Reviews for Orphan monster spy

Publishers Weekly
(c) Copyright PWxyz, LLC. All rights reserved

Killeen's harrowing debut opens in August 1939, just after a 15-year-old Jewish girl named Sarah and her mother drive through a Nazi checkpoint in a German town. Sarah's mother dies in the crash, but Sarah evades capture thanks to Helmut Haller, aka Captain Jeremy Floyd, a British spy. Jeremy is attempting to prevent one of Hitler's scientists, Hans Schäfer, from building a nuclear bomb. He offers to help Sarah escape Germany, but she insists on joining his campaign. Posing as Haller's niece Ursula, Sarah enrolls at Rothenstadt, a Nazi boarding school. Her mission-befriending Schäfer's daughter, Elsa-proves more dangerous than either she or Jeremy imagined.

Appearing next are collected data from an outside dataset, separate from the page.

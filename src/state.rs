use std::sync::Arc;

use crate::config::AppConfig;
use crate::services::booking::BookingOrchestrator;

pub struct AppState {
    pub config: AppConfig,
    pub orchestrator: Arc<BookingOrchestrator>,
}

Despite a dynamite premise, dizzyingly high stakes, and some devastating moments, Killeen's tale falls short of its potential. While the story's adult characters are complex and realistically flawed, Rothenstadt's residents read like mean-girl caricatures, and the frequency with which the intelligent, empathetic Sarah refers to herself as a dumme Schlampe ("stupid bitch") is off-putting and out of character. The book starts strong and ends with a bang, but the muddy middle highlights the paucity of plot. Ages 12-up. Agent: Molly Ker Hawn, Bent Agency. (Mar.) © Copyright PWxyz, LLC. All rights reserved.


Kirkus
Copyright © Kirkus Reviews, used with permission.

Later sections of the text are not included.